→ Your task
Whenever a line below holds the word "buffer", count it; please give only the final number.

→ Available records

★ ★ ★

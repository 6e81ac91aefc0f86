//! Checkpoint system for saving and loading evolution state.

use serde::{Deserialize, Serialize};
use std::fs::File;
use std::io::{BufReader, BufWriter, Read, Write};
use std::path::Path;

use crate::config::EvolveConfig;
use crate::graph::Network;
use crate::stats::StatsHistory;

/// Complete evolution state for checkpointing.
#[derive(Clone, Serialize, Deserialize)]
pub struct Checkpoint {
    /// Version for compatibility checking.
    pub version: u32,
    /// Generation counter.
    pub generation: usize,
    /// Configuration.
    pub config: EvolveConfig,
    /// All genomes, scores included.
    pub members: Vec<Network>,
    /// Fitness history.
    pub history: StatsHistory,
}

impl Checkpoint {
    /// Current checkpoint version.
    pub const VERSION: u32 = 1;

    /// Create a new checkpoint.
    pub fn new(
        generation: usize,
        config: EvolveConfig,
        members: Vec<Network>,
        history: StatsHistory,
    ) -> Self {
        Self {
            version: Self::VERSION,
            generation,
            config,
            members,
            history,
        }
    }

    /// Save checkpoint to a binary file.
    pub fn save<P: AsRef<Path>>(&self, path: P) -> Result<(), CheckpointError> {
        let file = File::create(path)?;
        let mut writer = BufWriter::new(file);

        // Magic bytes for identification.
        writer.write_all(b"EVOG")?;

        let encoded = bincode::serialize(self)?;
        writer.write_all(&encoded)?;

        Ok(())
    }

    /// Load checkpoint from a binary file.
    pub fn load<P: AsRef<Path>>(path: P) -> Result<Self, CheckpointError> {
        let file = File::open(path)?;
        let mut reader = BufReader::new(file);

        let mut magic = [0u8; 4];
        reader.read_exact(&mut magic)?;
        if &magic != b"EVOG" {
            return Err(CheckpointError::InvalidFormat("invalid magic bytes".to_string()));
        }

        let mut buffer = Vec::new();
        reader.read_to_end(&mut buffer)?;
        let checkpoint: Checkpoint = bincode::deserialize(&buffer)?;

        if checkpoint.version != Self::VERSION {
            return Err(CheckpointError::VersionMismatch {
                expected: Self::VERSION,
                found: checkpoint.version,
            });
        }

        Ok(checkpoint)
    }

    /// Approximate serialized size in bytes.
    pub fn size_bytes(&self) -> usize {
        bincode::serialized_size(self).unwrap_or(0) as usize
    }
}

/// Errors that can occur during checkpoint operations.
#[derive(Debug)]
pub enum CheckpointError {
    Io(std::io::Error),
    Serialization(bincode::Error),
    InvalidFormat(String),
    VersionMismatch { expected: u32, found: u32 },
}

impl std::fmt::Display for CheckpointError {
    fn fmt(&self, f: &mut std::fmt::Formatter<'_>) -> std::fmt::Result {
        match self {
            Self::Io(e) => write!(f, "IO error: {}", e),
            Self::Serialization(e) => write!(f, "serialization error: {}", e),
            Self::InvalidFormat(msg) => write!(f, "invalid format: {}", msg),
            Self::VersionMismatch { expected, found } => {
                write!(f, "version mismatch: expected {}, found {}", expected, found)
            }
        }
    }
}

impl std::error::Error for CheckpointError {}

impl From<std::io::Error> for CheckpointError {
    fn from(e: std::io::Error) -> Self {
        Self::Io(e)
    }
}

impl From<bincode::Error> for CheckpointError {
    fn from(e: bincode::Error) -> Self {
        Self::Serialization(e)
    }
}

/// Checkpoint manager for periodic saving with rotation.
pub struct CheckpointManager {
    /// Base directory for checkpoints.
    pub base_dir: String,
    /// Generations between checkpoints.
    pub interval: usize,
    /// Maximum checkpoints to keep.
    pub max_checkpoints: usize,
    last_checkpoint: usize,
}

impl CheckpointManager {
    /// Create a new checkpoint manager.
    pub fn new(base_dir: String, interval: usize, max_checkpoints: usize) -> Self {
        std::fs::create_dir_all(&base_dir).ok();

        Self {
            base_dir,
            interval,
            max_checkpoints,
            last_checkpoint: 0,
        }
    }

    /// Whether a checkpoint is due at this generation.
    pub fn should_save(&self, generation: usize) -> bool {
        generation > 0
            && self.interval > 0
            && generation % self.interval == 0
            && generation != self.last_checkpoint
    }

    /// Generate a checkpoint filename.
    pub fn checkpoint_path(&self, generation: usize) -> String {
        format!("{}/checkpoint_{:08}.bin", self.base_dir, generation)
    }

    /// Save a checkpoint and rotate old ones.
    pub fn save(&mut self, checkpoint: &Checkpoint) -> Result<String, CheckpointError> {
        let path = self.checkpoint_path(checkpoint.generation);
        checkpoint.save(&path)?;
        self.last_checkpoint = checkpoint.generation;

        self.cleanup()?;

        Ok(path)
    }

    /// Remove checkpoints beyond the retention limit, oldest first.
    fn cleanup(&self) -> Result<(), CheckpointError> {
        let mut checkpoints: Vec<_> = std::fs::read_dir(&self.base_dir)?
            .filter_map(|entry| entry.ok())
            .filter(|entry| {
                entry
                    .file_name()
                    .to_string_lossy()
                    .starts_with("checkpoint_")
            })
            .collect();

        if checkpoints.len() > self.max_checkpoints {
            checkpoints.sort_by_key(|e| e.file_name());

            let to_remove = checkpoints.len() - self.max_checkpoints;
            for entry in checkpoints.into_iter().take(to_remove) {
                std::fs::remove_file(entry.path())?;
            }
        }

        Ok(())
    }

    /// Find the latest checkpoint in the directory.
    pub fn find_latest(&self) -> Option<String> {
        std::fs::read_dir(&self.base_dir)
            .ok()?
            .filter_map(|entry| entry.ok())
            .filter(|entry| {
                entry
                    .file_name()
                    .to_string_lossy()
                    .starts_with("checkpoint_")
            })
            .max_by_key(|e| e.file_name())
            .map(|e| e.path().to_string_lossy().to_string())
    }
}

#[cfg(test)]
mod tests {
    use super::*;
    use crate::methods::Mutation;

    fn create_test_checkpoint() -> Checkpoint {
        let mut genome = Network::new(2, 1);
        genome.mutate(&Mutation::AddNode);
        genome.score = Some(-0.25);
        Checkpoint::new(10, EvolveConfig::default(), vec![genome], StatsHistory::new())
    }

    #[test]
    fn test_checkpoint_roundtrip() {
        let checkpoint = create_test_checkpoint();
        let temp_path = "/tmp/evograph_test_checkpoint.bin";

        checkpoint.save(temp_path).unwrap();
        let loaded = Checkpoint::load(temp_path).unwrap();

        assert_eq!(loaded.generation, checkpoint.generation);
        assert_eq!(loaded.members.len(), 1);
        assert_eq!(loaded.members[0].score, Some(-0.25));
        assert!(loaded.members[0].is_valid());

        std::fs::remove_file(temp_path).ok();
    }

    #[test]
    fn test_checkpoint_rejects_bad_magic() {
        let temp_path = "/tmp/evograph_test_bad_magic.bin";
        std::fs::write(temp_path, b"NOPE----").unwrap();
        assert!(matches!(
            Checkpoint::load(temp_path),
            Err(CheckpointError::InvalidFormat(_))
        ));
        std::fs::remove_file(temp_path).ok();
    }

    #[test]
    fn test_checkpoint_size() {
        let checkpoint = create_test_checkpoint();
        let size = checkpoint.size_bytes();
        assert!(size > 0);
        assert!(size < 1_000_000);
    }

    #[test]
    fn test_manager_rotation() {
        let dir = "/tmp/evograph_test_checkpoints";
        std::fs::remove_dir_all(dir).ok();
        let mut manager = CheckpointManager::new(dir.to_string(), 5, 2);

        assert!(!manager.should_save(0));
        assert!(manager.should_save(5));
        assert!(!manager.should_save(7));

        for generation in [5, 10, 15] {
            let mut checkpoint = create_test_checkpoint();
            checkpoint.generation = generation;
            manager.save(&checkpoint).unwrap();
        }

        // Only the two newest checkpoints survive rotation.
        let remaining: Vec<_> = std::fs::read_dir(dir)
            .unwrap()
            .filter_map(|e| e.ok())
            .collect();
        assert_eq!(remaining.len(), 2);
        let latest = manager.find_latest().unwrap();
        assert!(latest.contains("00000015"));

        std::fs::remove_dir_all(dir).ok();
    }
}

★ ★ ★

→ Solution
3